A student recently asked what she needed to do to get 100% on an assignment.

Here’s my response:

“I don't  know. I don’t think I ever have given one. For quite a few years, I practiced Tae Kwon Do. The master was an international judge and a military academy instructor. He was ninth degree.  In traditional Tae Kwon Do, nobody, repeat nobody, became tenth degree,  because that would indicate perfection, with no room for improvement. I might give Feodor Dostoyevski a 99 for certain chapters of Crime and Punishment or The Brothers Karamazov. Maybe.”

Long ago, a student told me that the instructor in a beginning Creative Writing class had remarked, “If you get an A, you can be a successful writer. Get a B, you might have a chance, but it’s not likely. Get a C, forget it.”

Unless this fellow gave everyone A’s, that was not only a heartless remark, it was also patently false. I’ve known plenty of student writers who weren’t in the least impressive but who have, through patience and dedication, become masterful.

Grades are perhaps a necessary evil of education. Evil because: behind every grade lies the question, “Compared to what?”

According to traditional Tae Kwon Do, our quest should not be for perfection, but to achieve a patient and indomitable spirit, and to always do our best.

Master Jeong would make that advice into a chant, “Do your best. Do your best.”

3 comments:

Anonymous said...

During my teaching days (philosophy, not writing), I did from time to time give a grade of 100%, but I never took that figure to be some representation of perfection, but rather, relative to the rest of the group and relative to my hopes and expectations, it is possible to reach 100% both in comparison with peers and relative to those expectations.
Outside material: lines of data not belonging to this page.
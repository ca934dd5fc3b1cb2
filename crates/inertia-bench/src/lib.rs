//! Benchmark profiles and utilities for the Inertia rigid-body framework.
//!
//! Provides pre-built worlds for benchmarking and examples:
//!
//! - [`reference_scene`]: 1K bodies under gravity with a push and a spin
//! - [`stress_scene`]: 100K bodies, same forces
//! - [`grid_positions`]: deterministic body placement

#![forbid(unsafe_code)]
#![deny(rustdoc::broken_intra_doc_links)]

use std::error::Error;

use inertia_physics::{BodyDef, ConstantForce, ConstantTorque, ForceMode, World};
use inertia_pose::Vec2;

/// Reference step length for the profiles.
pub const REFERENCE_DT: f64 = 0.001;

/// Build a world of `bodies` bodies laid out on a grid, with three forces:
///
/// - gravity on every body (acceleration mode)
/// - a push on the first half, windowed to the first second
/// - a torque on every fourth body
pub fn scene(bodies: usize) -> Result<World, Box<dyn Error>> {
    let mut world = World::new(bodies)?;
    for (i, position) in grid_positions(bodies, 2.0).into_iter().enumerate() {
        let mass = 1.0 + (i % 7) as f64;
        world.new_body(
            BodyDef::new()
                .mass(mass)
                .inertia(mass * 0.5)
                .position(position),
        )?;
    }

    let gravity = ConstantForce::builder(Vec2::new(0.0, -9.81))
        .name("gravity")
        .mode(ForceMode::Acceleration)
        .build(&world)?;
    world.add_force(gravity);

    let half = u32::try_from(bodies / 2)?;
    let push = ConstantForce::builder(Vec2::new(5.0, 0.0))
        .name("push")
        .bodies(0..half)
        .window(0.0, 1.0)
        .build(&world)?;
    world.add_force(push);

    let every_fourth = world
        .bodies()
        .filter(|b| b.row().index() % 4 == 0)
        .map(|b| b.row())
        .collect::<Vec<_>>();
    let spin = ConstantTorque::builder(0.5)
        .name("spin")
        .bodies(every_fourth)
        .build(&world)?;
    world.add_force(spin);

    Ok(world)
}

/// Build the reference benchmark scene: 1K bodies.
pub fn reference_scene() -> Result<World, Box<dyn Error>> {
    scene(1_000)
}

/// Build the stress benchmark scene: 100K bodies.
///
/// Same forces as [`reference_scene`] at 100x the body count.
pub fn stress_scene() -> Result<World, Box<dyn Error>> {
    scene(100_000)
}

/// Lay out `n` points row by row on a square grid with the given spacing.
pub fn grid_positions(n: usize, spacing: f64) -> Vec<Vec2> {
    let side = (n as f64).sqrt().ceil().max(1.0) as usize;
    (0..n)
        .map(|i| Vec2::new((i % side) as f64 * spacing, (i / side) as f64 * spacing))
        .collect()
}

#[cfg(test)]
mod tests {
    use super::*;

    #[test]
    fn scene_has_requested_bodies_and_forces() {
        let world = scene(10).unwrap();
        assert_eq!(world.body_count(), 10);
        assert_eq!(world.force_count(), 3);
        let names: Vec<_> = world.forces().map(|(_, f)| f.name().to_string()).collect();
        assert_eq!(names, ["gravity", "push", "spin"]);
    }

    #[test]
    fn reference_scene_steps() {
        let mut world = reference_scene().unwrap();
        let metrics = world.update(REFERENCE_DT).unwrap();
        assert_eq!(metrics.body_count, 1_000);
        assert_eq!(metrics.active_forces, 3);
    }

    #[test]
    fn grid_positions_are_unique() {
        let positions = grid_positions(10, 1.0);
        assert_eq!(positions.len(), 10);
        for (i, a) in positions.iter().enumerate() {
            for b in &positions[i + 1..] {
                assert_ne!(a, b);
            }
        }
        assert_eq!(positions[5], Vec2::new(1.0, 1.0));
    }

    #[test]
    fn grid_positions_deterministic() {
        assert_eq!(grid_positions(50, 0.5), grid_positions(50, 0.5));
        assert!(grid_positions(0, 1.0).is_empty());
    }
}
//! Field name table: `name` → `FieldId`.
//!
//! The [`FieldTable`] is the store's "phone book". Columns themselves live
//! in a `Vec` indexed by `FieldId`; this table resolves names to those
//! indices and rejects collisions. It uses `IndexMap` (not `HashMap`) so
//! iteration follows registration order.

use indexmap::IndexMap;
use inertia_core::{ConfigError, FieldId};

/// Maps field names to their registration-order IDs.
#[derive(Clone, Debug, Default)]
pub struct FieldTable {
    names: IndexMap<String, FieldId>,
}

impl FieldTable {
    /// Create an empty table.
    pub fn new() -> Self {
        Self::default()
    }

    /// Assign the next `FieldId` to `name`.
    pub fn insert(&mut self, name: &str) -> Result<FieldId, ConfigError> {
        if self.names.contains_key(name) {
            return Err(ConfigError::DuplicateField {
                name: name.to_string(),
            });
        }
        let id = u32::try_from(self.names.len())
            .map(FieldId)
            .map_err(|_| ConfigError::InvalidCapacity {
                reason: "field count exceeds u32::MAX".to_string(),
            })?;
        self.names.insert(name.to_string(), id);
        Ok(id)
    }

    /// Look up a field by name.
    pub fn get(&self, name: &str) -> Option<FieldId> {
        self.names.get(name).copied()
    }

    /// Iterate over `(name, id)` pairs in registration order.
    pub fn iter(&self) -> impl Iterator<Item = (&str, FieldId)> {
        self.names.iter().map(|(name, id)| (name.as_str(), *id))
    }

    /// Number of registered fields.
    pub fn len(&self) -> usize {
        self.names.len()
    }

    /// Whether there are no registered fields.
    pub fn is_empty(&self) -> bool {
        self.names.is_empty()
    }
}

#[cfg(test)]
mod tests {
    use super::*;

    #[test]
    fn ids_follow_registration_order() {
        let mut table = FieldTable::new();
        assert_eq!(table.insert("position").unwrap(), FieldId(0));
        assert_eq!(table.insert("velocity").unwrap(), FieldId(1));
        let names: Vec<_> = table.iter().map(|(n, _)| n).collect();
        assert_eq!(names, ["position", "velocity"]);
    }

    #[test]
    fn duplicate_name_is_rejected() {
        let mut table = FieldTable::new();
        table.insert("position").unwrap();
        assert_eq!(
            table.insert("position"),
            Err(ConfigError::DuplicateField {
                name: "position".into()
            })
        );
        assert_eq!(table.len(), 1);
    }

    #[test]
    fn unknown_name_returns_none() {
        let table = FieldTable::new();
        assert!(table.get("mass").is_none());
        assert!(table.is_empty());
    }
}
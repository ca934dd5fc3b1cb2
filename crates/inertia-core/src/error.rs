//! Setup-time error type.
//!
//! [`ConfigError`] covers every failure detected while registering fields,
//! configuring a store or building a world. These are never raised once
//! stepping has begun.

use std::error::Error;
use std::fmt;

use crate::field::ScalarType;

/// Errors detected while configuring fields, stores and worlds.
#[derive(Clone, Debug, PartialEq)]
pub enum ConfigError {
    /// A field's element shape cannot be stored.
    UnsupportedShape {
        /// Name of the offending field (empty when classifying bare dims).
        field: String,
        /// The declared element dimensions.
        dims: Vec<u32>,
    },
    /// A field with this name is already registered.
    DuplicateField {
        /// The colliding name.
        name: String,
    },
    /// A field was defined with an empty name.
    EmptyFieldName,
    /// A field's fill value does not match its scalar type.
    FillTypeMismatch {
        /// Name of the offending field.
        field: String,
        /// The field's declared scalar type.
        expected: ScalarType,
        /// The type of the fill value.
        found: ScalarType,
    },
    /// Store capacity settings are inconsistent or overflow.
    InvalidCapacity {
        /// Description of the capacity problem.
        reason: String,
    },
    /// A column required by the rigid-body schema is not registered.
    MissingBodyField {
        /// Name of the missing column.
        name: String,
    },
    /// A rigid-body column is registered with the wrong type or shape.
    BodyFieldMismatch {
        /// Name of the mismatched column.
        name: String,
        /// Description of the mismatch.
        reason: String,
    },
    /// A configured timestep is NaN, infinite, zero or negative.
    InvalidTimestep {
        /// The invalid value.
        value: f64,
    },
}

impl fmt::Display for ConfigError {
    fn fmt(&self, f: &mut fmt::Formatter<'_>) -> fmt::Result {
        match self {
            Self::UnsupportedShape { field, dims } => {
                write!(f, "unsupported element shape {dims:?}")?;
                if !field.is_empty() {
                    write!(f, " for field '{field}'")?;
                }
                Ok(())
            }
            Self::DuplicateField { name } => write!(f, "field '{name}' is already registered"),
            Self::EmptyFieldName => write!(f, "field name must not be empty"),
            Self::FillTypeMismatch {
                field,
                expected,
                found,
            } => write!(
                f,
                "fill value for field '{field}' is {found}, expected {expected}"
            ),
            Self::InvalidCapacity { reason } => write!(f, "invalid capacity: {reason}"),
            Self::MissingBodyField { name } => {
                write!(f, "rigid-body column '{name}' is not registered")
            }
            Self::BodyFieldMismatch { name, reason } => {
                write!(f, "rigid-body column '{name}' mismatched: {reason}")
            }
            Self::InvalidTimestep { value } => {
                write!(f, "timestep must be finite and positive, got {value}")
            }
        }
    }
}

impl Error for ConfigError {}

#[cfg(test)]
mod tests {
    use super::*;

    #[test]
    fn unsupported_shape_names_field() {
        let err = ConfigError::UnsupportedShape {
            field: "w".into(),
            dims: vec![3, 0],
        };
        let msg = err.to_string();
        assert!(msg.contains("[3, 0]"));
        assert!(msg.contains("'w'"));
    }

    #[test]
    fn fill_mismatch_names_both_types() {
        let err = ConfigError::FillTypeMismatch {
            field: "active".into(),
            expected: ScalarType::Bool,
            found: ScalarType::Float,
        };
        assert_eq!(
            err.to_string(),
            "fill value for field 'active' is float, expected bool"
        );
    }
}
If there happens to be a student whose work is that good, then that student in that class has set the 100% bar, against which other performances are then evaluated.

It only means X student has turned in work that meets the criteria I set and meets the best I could as a reasonable man hope for.

It's a somewhat rare event, but it has happened from time to time.

I do not think it fair or reasonable to even offer a mark that is by definition completely unattainable. I don't mind that a classroom 100% is relative to that class and that teacher's reasonable expectations.

Otherwise, it is sort of like saying, well, it's there, but you can't ever have it. Well then, a bright student ought to answer, so bloody what!

Anonymous said...

Oh, and by the way, Ken, you ought to out the moron who made the comment that getting an A makes a successful writer, a B a maybe, a C ... etc. Such a person ought not be teaching anything, so you can do possible future students a service by naming this idiot.

Ken Kuhlken said...

Don,

Afraid my student wouldn't give me the deluded teacher's name. Only that he or she taught at San Francisco State around 1980. Perhaps my student worried I might react in a violent manner.